Hubungan ini, yang semula erat dan saling mendukung, akhirnya berakhir dengan keretakan serius. Hasto Kristiyanto, Sekretaris Jenderal PDIP, secara tegas menyatakan bahwa Jokowi dan keluarganya tidak lagi menjadi bagian dari partai tersebut. Pernyataan ini sekaligus menandai akhir dari perjalanan politik dua dekade antara Jokowi dan PDIP.
Awal Karier Politik Jokowi Bersama PDIP
Jokowi memulai karier politiknya di bawah naungan PDIP pada 2005, ketika ia diusung menjadi Wali Kota Solo.
Dukungan PDIP mengantarkannya pada kemenangan selama dua periode di Solo. Keberhasilannya di kota itu menjadi batu loncatan untuk maju sebagai calon Gubernur Jakarta pada 2012, berpasangan dengan Basuki Tjahaja Purnama (Ahok). PDIP, saat itu bersama Partai Gerindra, mendukung Jokowi sebagai calon oposisi.
Hanya dua tahun kemudian, Jokowi diusung oleh PDIP sebagai calon presiden pada Pemilu 2014. Dipasangkan dengan Jusuf Kalla (JK), Jokowi berhasil memenangkan pertarungan sengit melawan Prabowo Subianto dan Hatta Rajasa.
Kemenangan ini tidak hanya menunjukkan kekuatan mesin politik PDIP tetapi juga efek elektoral Jokowi, yang dikenal dengan “Jokowi Effect”.
Dukungan PDIP pada Pilpres 2019
Pada Pilpres 2019, Jokowi kembali maju, kali ini dengan Ma’ruf Amin sebagai pasangan cawapresnya.
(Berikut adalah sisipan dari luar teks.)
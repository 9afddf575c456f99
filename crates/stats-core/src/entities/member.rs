//! Member entity - reactions received by one chat member within one period

use chrono::{DateTime, Utc};
use serde::{Deserialize, Serialize};

use crate::entities::{ReactionEventKind, ReactionKind};
use crate::error::DomainError;
use crate::value_objects::Period;

/// Per-(identity, period) counter record
///
/// Exactly one record exists per (identity, period). Counters are never negative.
#[derive(Debug, Clone, PartialEq, Eq, Serialize, Deserialize)]
pub struct Member {
    pub id: i64,
    pub identity: String,
    pub period: Period,
    pub received_likes: i64,
    pub received_dislikes: i64,
    pub created_at: DateTime<Utc>,
    pub updated_at: DateTime<Utc>,
}

impl Member {
    /// A freshly created record with zeroed counters
    pub fn new(id: i64, identity: impl Into<String>, period: Period, now: DateTime<Utc>) -> Self {
        Self {
            id,
            identity: identity.into(),
            period,
            received_likes: 0,
            received_dislikes: 0,
            created_at: now,
            updated_at: now,
        }
    }

    /// Apply a validated patch and stamp the update time.
    ///
    /// `updated_at` never moves before `created_at`, even with a skewed clock.
    pub fn apply(&mut self, patch: &CounterPatch, now: DateTime<Utc>) -> Result<(), DomainError> {
        patch.validate()?;
        if let Some(likes) = patch.received_likes {
            self.received_likes = likes;
        }
        if let Some(dislikes) = patch.received_dislikes {
            self.received_dislikes = dislikes;
        }
        self.updated_at = now.max(self.created_at);
        Ok(())
    }

    /// Add a relative change; each counter floors at zero
    pub fn apply_delta(&mut self, delta: CounterDelta, now: DateTime<Utc>) {
        self.received_likes = CounterDelta::shift(self.received_likes, delta.likes);
        self.received_dislikes = CounterDelta::shift(self.received_dislikes, delta.dislikes);
        self.updated_at = now.max(self.created_at);
    }
}

/// Relative counter change, applied by the store against the current row
///
/// Stores evaluate it under the row lock so concurrent changes to one record
/// all land.
#[derive(Debug, Clone, Copy, Default, PartialEq, Eq)]
pub struct CounterDelta {
    pub likes: i64,
    pub dislikes: i64,
}

impl CounterDelta {
    pub fn likes(step: i64) -> Self {
        Self {
            likes: step,
            dislikes: 0,
        }
    }

    pub fn dislikes(step: i64) -> Self {
        Self {
            likes: 0,
            dislikes: step,
        }
    }

    /// One reaction event: +1 when added, -1 when removed
    pub fn for_reaction(event: ReactionEventKind, reaction: ReactionKind) -> Self {
        let step = match event {
            ReactionEventKind::Added => 1,
            ReactionEventKind::Removed => -1,
        };
        match reaction {
            ReactionKind::Like => Self::likes(step),
            ReactionKind::Dislike => Self::dislikes(step),
        }
    }

    #[inline]
    pub fn is_zero(&self) -> bool {
        self.likes == 0 && self.dislikes == 0
    }

    fn shift(count: i64, step: i64) -> i64 {
        count.saturating_add(step).max(0)
    }
}

/// Sparse counter update: `None` leaves the column unchanged
#[derive(Debug, Clone, Copy, Default, PartialEq, Eq)]
pub struct CounterPatch {
    pub received_likes: Option<i64>,
    pub received_dislikes: Option<i64>,
}

impl CounterPatch {
    pub fn likes(value: i64) -> Self {
        Self {
            received_likes: Some(value),
            received_dislikes: None,
        }
    }

    pub fn dislikes(value: i64) -> Self {
        Self {
            received_likes: None,
            received_dislikes: Some(value),
        }
    }

    #[inline]
    pub fn is_empty(&self) -> bool {
        self.received_likes.is_none() && self.received_dislikes.is_none()
    }

    /// Reject negative counter values
    pub fn validate(&self) -> Result<(), DomainError> {
        for (name, value) in [
            ("received_likes", self.received_likes),
            ("received_dislikes", self.received_dislikes),
        ] {
            if let Some(v) = value {
                if v < 0 {
                    return Err(DomainError::InvalidCounter(format!("{name} = {v}")));
                }
            }
        }
        Ok(())
    }
}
PDIP tetap menjadi pengusung utama, sementara Jokowi juga didukung oleh koalisi besar termasuk Golkar, NasDem, dan PKB.
Kontestasi politik saat itu diwarnai isu-isu politik identitas, yang memanas akibat Pilkada Jakarta 2017. Meski demikian, Jokowi berhasil mempertahankan kursinya, meski diwarnai kerusuhan pasca-pemilu.
Retaknya Hubungan Menjelang Pilpres 2024
Kerenggangan hubungan Jokowi dan PDIP mulai terlihat menjelang Pemilu 2024. Skenario duet Prabowo Subianto dan Ganjar Pranowo, yang sempat diusulkan beberapa pihak, tidak terwujud.
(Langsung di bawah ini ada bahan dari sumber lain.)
//! Coverage document rendering.
//!
//! Turns a merged `MetricsTable` into the plain-text coverage table: one row
//! per 16-codepoint line, block headers, optional position headers, and
//! per-glyph padding derived from font metrics so columns stay aligned in a
//! monospace terminal.
//!
//! Pipeline (single pass, streaming):
//! 1. `wide::detect_wide_blocks` flags blocks whose glyphs need double-width
//!    columns.
//! 2. `render_engine::CoverageRenderer` walks the table in ascending line
//!    order, splitting each line into block segments (`segment`).
//! 3. Each supported codepoint is padded via `spacing`; unsupported offsets
//!    become placeholders.
//! 4. Output goes through `writer::CoverageWriter`, which counts bytes and
//!    lines for the final summary.
//!
//! Invariants:
//! - Output is deterministic for a given table and options.
//! - A line is emitted only if one of its block segments holds a supported
//!   codepoint.
//! - Narrow columns occupy 2 cells per offset, wide columns 3.
//!
//! Exposed Components:
//! - `RenderFlags` / `RenderOptions`: user-facing switches.
//! - `RenderError`: I/O or coverage failure surfaced by a render.
//! - `render_coverage`: one-call convenience wrapper.

use bitflags::bitflags;
use core_model::CoverageError;
use thiserror::Error;

pub mod render_engine;
pub mod segment;
pub mod spacing;
pub mod wide;
pub mod writer;

pub use render_engine::{
    CoverageRenderer, POSITION_HEADER_NARROW, POSITION_HEADER_WIDE, RenderStats, WidthMode,
    address_label, render_coverage,
};
pub use segment::{LINE_WIDTH, Segment, line_address, line_segments};
pub use wide::{WideBlocks, detect_wide_blocks};
pub use writer::{CoverageWriter, WriterStats};

pub use core_model::DEFAULT_COMBINING_BASE;

bitflags! {
    #[derive(Debug, Clone, Copy, PartialEq, Eq, Default)]
    pub struct RenderFlags: u8 {
        const SHOW_GAPS        = 0b0000_0001; // blank line between non-adjacent lines
        const POSITION_HEADERS = 0b0000_0010; // header on narrow/wide transitions
    }
}

#[derive(Debug, Clone, Copy, PartialEq, Eq)]
pub struct RenderOptions {
    pub combining_base: char,
    pub flags: RenderFlags,
}

impl Default for RenderOptions {
    fn default() -> Self {
        Self {
            combining_base: DEFAULT_COMBINING_BASE,
            flags: RenderFlags::empty(),
        }
    }
}

impl RenderOptions {
    pub fn with_flags(mut self, flags: RenderFlags) -> Self {
        self.flags = flags;
        self
    }

    pub fn with_combining_base(mut self, base: char) -> Self {
        self.combining_base = base;
        self
    }
}

#[derive(Debug, Error)]
pub enum RenderError {
    #[error("failed to write coverage output: {0}")]
    Io(#[from] std::io::Error),
    #[error(transparent)]
    Coverage(#[from] CoverageError),
}

#[cfg(test)]
mod tests {
    use super::*;

    #[test]
    fn default_options() {
        let opts = RenderOptions::default();
        assert_eq!(opts.combining_base, '◌');
        assert!(opts.flags.is_empty());
        let opts = opts
            .with_flags(RenderFlags::SHOW_GAPS | RenderFlags::POSITION_HEADERS)
            .with_combining_base('o');
        assert!(opts.flags.contains(RenderFlags::SHOW_GAPS));
        assert_eq!(opts.combining_base, 'o');
    }
}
PDIP memilih mencalonkan Ganjar sebagai capres, sementara di sisi lain, Jokowi mendukung anaknya, Gibran Rakabuming Raka, sebagai cawapres untuk Prabowo.
Keputusan Mahkamah Konstitusi (MK) yang membolehkan Gibran maju meskipun usianya belum mencapai batas minimum membuka jalan bagi langkah politik ini.
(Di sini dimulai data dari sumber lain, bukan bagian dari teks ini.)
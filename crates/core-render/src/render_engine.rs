//! Coverage table renderer.
//!
//! Streams the full coverage document for a merged `MetricsTable`:
//!
//! ```text
//! \n\n<font name> coverage\n\n\n
//! [position header]            (on width-mode change, if enabled)
//!       ▾  <Block Name>        (on block change)
//!  U+0040  @ A B C ...          (one row per non-empty segment)
//! \n\n<final position header>\n
//! ```
//!
//! State carried across lines:
//! - `last_line`: address of the last *emitted* line (skipped lines do not
//!   update it), used for gap detection.
//! - `last_block`: name of the last printed block header.
//! - `last_mode`: width mode of the last printed segment (`None` before the
//!   first segment, so the first segment always gets a position header when
//!   headers are enabled).
//!
//! Invariants:
//! - Lines are visited in strictly ascending address order, only for
//!   addresses holding at least one table entry.
//! - Every row label is 9 columns wide regardless of address magnitude.
//! - No glyph can abort the render; the only failure is sink I/O.

use crate::segment::{LINE_WIDTH, Segment, line_address, line_segments};
use crate::spacing::{separator_spaces, spacing};
use crate::wide::{WideBlocks, detect_wide_blocks};
use crate::writer::{CoverageWriter, WriterStats};
use crate::{RenderError, RenderFlags, RenderOptions};
use core_model::{CoverageError, GlyphMetrics, MetricsTable};
use core_text::{BlockCursor, is_combining};
use std::io::{self, Write};
use tracing::info;

pub const POSITION_HEADER_NARROW: &str = "Position 0 1 2 3 4 5 6 7 8 9 A B C D E F";
pub const POSITION_HEADER_WIDE: &str = "Position 0  1  2  3  4  5  6  7  8  9  A  B  C  D  E  F";

const BLOCK_HEADER_INDENT: &str = "      ▾  ";

#[derive(Debug, Clone, Copy, PartialEq, Eq)]
pub enum WidthMode {
    Narrow,
    Wide,
}

impl WidthMode {
    #[inline]
    pub fn from_wide(is_wide: bool) -> Self {
        if is_wide { Self::Wide } else { Self::Narrow }
    }

    #[inline]
    pub fn is_wide(self) -> bool {
        matches!(self, Self::Wide)
    }

    pub fn position_header(self) -> &'static str {
        match self {
            Self::Narrow => POSITION_HEADER_NARROW,
            Self::Wide => POSITION_HEADER_WIDE,
        }
    }

    /// Columns occupied by one empty offset including its separator.
    fn offset_columns(self) -> usize {
        match self {
            Self::Narrow => 2,
            Self::Wide => 3,
        }
    }

    /// Placeholder written for an unsupported offset (separator excluded).
    fn placeholder(self) -> &'static str {
        match self {
            Self::Narrow => " ",
            Self::Wide => "  ",
        }
    }
}

/// Row label for a line address: ` U+0040  `, `U+1F600  `, `U+10FFF0 `.
pub fn address_label(address: u32) -> String {
    let digits = format!("{address:X}").len();
    let prefix = if digits <= 4 { " U+" } else { "U+" };
    let suffix = if digits <= 5 { "  " } else { " " };
    format!("{prefix}{address:0width$X}{suffix}", width = digits.max(4))
}

/// Counters reported after a render.
#[derive(Debug, Clone, Copy, Default, PartialEq, Eq)]
pub struct RenderStats {
    pub lines_emitted: usize,
    pub lines_skipped: usize,
    pub segments_emitted: usize,
    pub wide_blocks: usize,
    pub writer: WriterStats,
}

#[derive(Debug, Default)]
struct SectionState {
    last_line: Option<u32>,
    last_block: Option<&'static str>,
    last_mode: Option<WidthMode>,
}

/// Renderer bound to one metrics table for one run.
#[derive(Debug)]
pub struct CoverageRenderer<'a> {
    table: &'a MetricsTable,
    wide: WideBlocks,
    options: RenderOptions,
    base_advance: i32,
}

impl<'a> CoverageRenderer<'a> {
    /// Validate the combining base and pre-compute wide blocks.
    pub fn new(table: &'a MetricsTable, options: RenderOptions) -> Result<Self, CoverageError> {
        let base = options.combining_base;
        let base_advance = table
            .get(base as u32)
            .map(|m| m.advance)
            .ok_or(CoverageError::UnresolvedCombiningBase { base })?;
        let wide = detect_wide_blocks(table);
        Ok(Self {
            table,
            wide,
            options,
            base_advance,
        })
    }

    /// Write the complete document (title, table, trailing header).
    pub fn render<W: Write>(&self, font_name: &str, out: W) -> Result<(W, RenderStats), RenderError> {
        info!(
            target: "coverage.render",
            show_gaps = self.options.flags.contains(RenderFlags::SHOW_GAPS),
            position_headers = self.options.flags.contains(RenderFlags::POSITION_HEADERS),
            combining_base = %self.options.combining_base,
            codepoints = self.table.len(),
            wide_blocks = self.wide.ranges().len(),
            "generating_coverage"
        );

        let mut w = CoverageWriter::new(out);
        w.print("\n\n")?;
        w.print(font_name)?;
        w.print(" coverage\n\n\n")?;

        let mut stats = RenderStats {
            wide_blocks: self.wide.ranges().len(),
            ..RenderStats::default()
        };
        let last_mode = self.render_section(&mut w, &mut stats)?;

        w.print("\n\n")?;
        w.print(last_mode.unwrap_or(WidthMode::Narrow).position_header())?;
        w.newline()?;

        let (out, writer_stats) = w.finish()?;
        stats.writer = writer_stats;
        info!(
            target: "coverage.render",
            lines = stats.lines_emitted,
            skipped = stats.lines_skipped,
            segments = stats.segments_emitted,
            bytes = stats.writer.bytes_written,
            "coverage_written"
        );
        Ok((out, stats))
    }

    /// Emit every line; returns the width mode of the last printed segment.
    fn render_section<W: Write>(
        &self,
        w: &mut CoverageWriter<W>,
        stats: &mut RenderStats,
    ) -> io::Result<Option<WidthMode>> {
        let show_gaps = self.options.flags.contains(RenderFlags::SHOW_GAPS);
        let position_headers = self.options.flags.contains(RenderFlags::POSITION_HEADERS);
        let mut cursor = BlockCursor::new();
        let mut state = SectionState::default();
        let mut prev_address: Option<u32> = None;

        for cp in self.table.codepoints() {
            let address = line_address(cp);
            if prev_address == Some(address) {
                continue;
            }
            prev_address = Some(address);

            let gap_here = state
                .last_line
                .is_some_and(|last| address != last + LINE_WIDTH);
            if show_gaps && gap_here {
                w.newline()?;
            }

            let segments = line_segments(address, self.table, &mut cursor);
            if segments.is_empty() {
                stats.lines_skipped += 1;
                continue;
            }

            let label = address_label(address);
            for segment in &segments {
                let mode = WidthMode::from_wide(
                    self.wide
                        .intersects(address + segment.start, address + segment.end),
                );

                if position_headers && state.last_mode != Some(mode) {
                    w.newline()?;
                    w.print(mode.position_header())?;
                    w.print("\n\n")?;
                }
                state.last_mode = Some(mode);

                if state.last_block != Some(segment.block) {
                    w.print(BLOCK_HEADER_INDENT)?;
                    w.print(segment.block)?;
                    w.newline()?;
                    state.last_block = Some(segment.block);
                }

                w.print(&label)?;
                w.spaces(segment.start as usize * mode.offset_columns())?;
                self.write_segment(w, address, segment, mode)?;
                w.newline()?;
                stats.segments_emitted += 1;
            }

            state.last_line = Some(address);
            stats.lines_emitted += 1;
        }
        Ok(state.last_mode)
    }

    fn write_segment<W: Write>(
        &self,
        w: &mut CoverageWriter<W>,
        address: u32,
        segment: &Segment,
        mode: WidthMode,
    ) -> io::Result<()> {
        for offset in segment.start..segment.end {
            let cp = address + offset;
            let last_column = offset == LINE_WIDTH - 1;
            match self.table.get(cp) {
                Some(metrics) => {
                    self.write_codepoint(w, cp, metrics, mode)?;
                    if !last_column {
                        w.spaces(separator_spaces(metrics.advance, mode.is_wide()))?;
                    }
                }
                None => {
                    w.print(mode.placeholder())?;
                    if !last_column {
                        w.print(" ")?;
                    }
                }
            }
        }
        Ok(())
    }

    /// Combining base (for marks), prefix spaces, the glyph, suffix spaces.
    fn write_codepoint<W: Write>(
        &self,
        w: &mut CoverageWriter<W>,
        cp: u32,
        metrics: &GlyphMetrics,
        mode: WidthMode,
    ) -> io::Result<()> {
        let combining = is_combining(cp);
        let pad = spacing(cp, metrics, combining, self.base_advance, mode.is_wide());
        if combining {
            w.print_char(self.options.combining_base)?;
        }
        w.spaces(pad.prefix)?;
        w.print_char(char::from_u32(cp).unwrap_or(char::REPLACEMENT_CHARACTER))?;
        w.spaces(pad.suffix)
    }
}

/// Render `table` into `out` in one call.
pub fn render_coverage<W: Write>(
    table: &MetricsTable,
    font_name: &str,
    options: RenderOptions,
    out: W,
) -> Result<(W, RenderStats), RenderError> {
    CoverageRenderer::new(table, options)?.render(font_name, out)
}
Dukungan Jokowi terhadap deklarasi Gibran sebagai cawapres Prabowo menjadi titik kritis yang memperuncing hubungan dengan PDIP.
Pilpres 2024 dan Akhir Koalisi
Pasangan Prabowo-Gibran akhirnya memenangkan Pilpres 2024. Setelah kemenangan ini, upaya untuk merekonsiliasi hubungan Jokowi dan PDIP tidak berhasil.
Konflik justru semakin memanas, terutama menjelang Pilkada 2024. Jokowi secara terang-terangan mendukung calon-calon yang berlawanan dengan PDIP, seperti Ahmad Luthfi dan Taj Yasin di Jawa Tengah serta Ridwan Kamil di Jakarta.
Langkah Jokowi yang berseberangan dengan PDIP bahkan melibatkan kolaborasi dengan partai-partai seperti PKS dan kelompok FPI, yang sebelumnya dikenal sebagai oposisi PDIP.
Sebaliknya, PDIP justru menghadapi “serangan” politik dari hampir seluruh partai parlemen yang didukung oleh Jokowi dan Prabowo.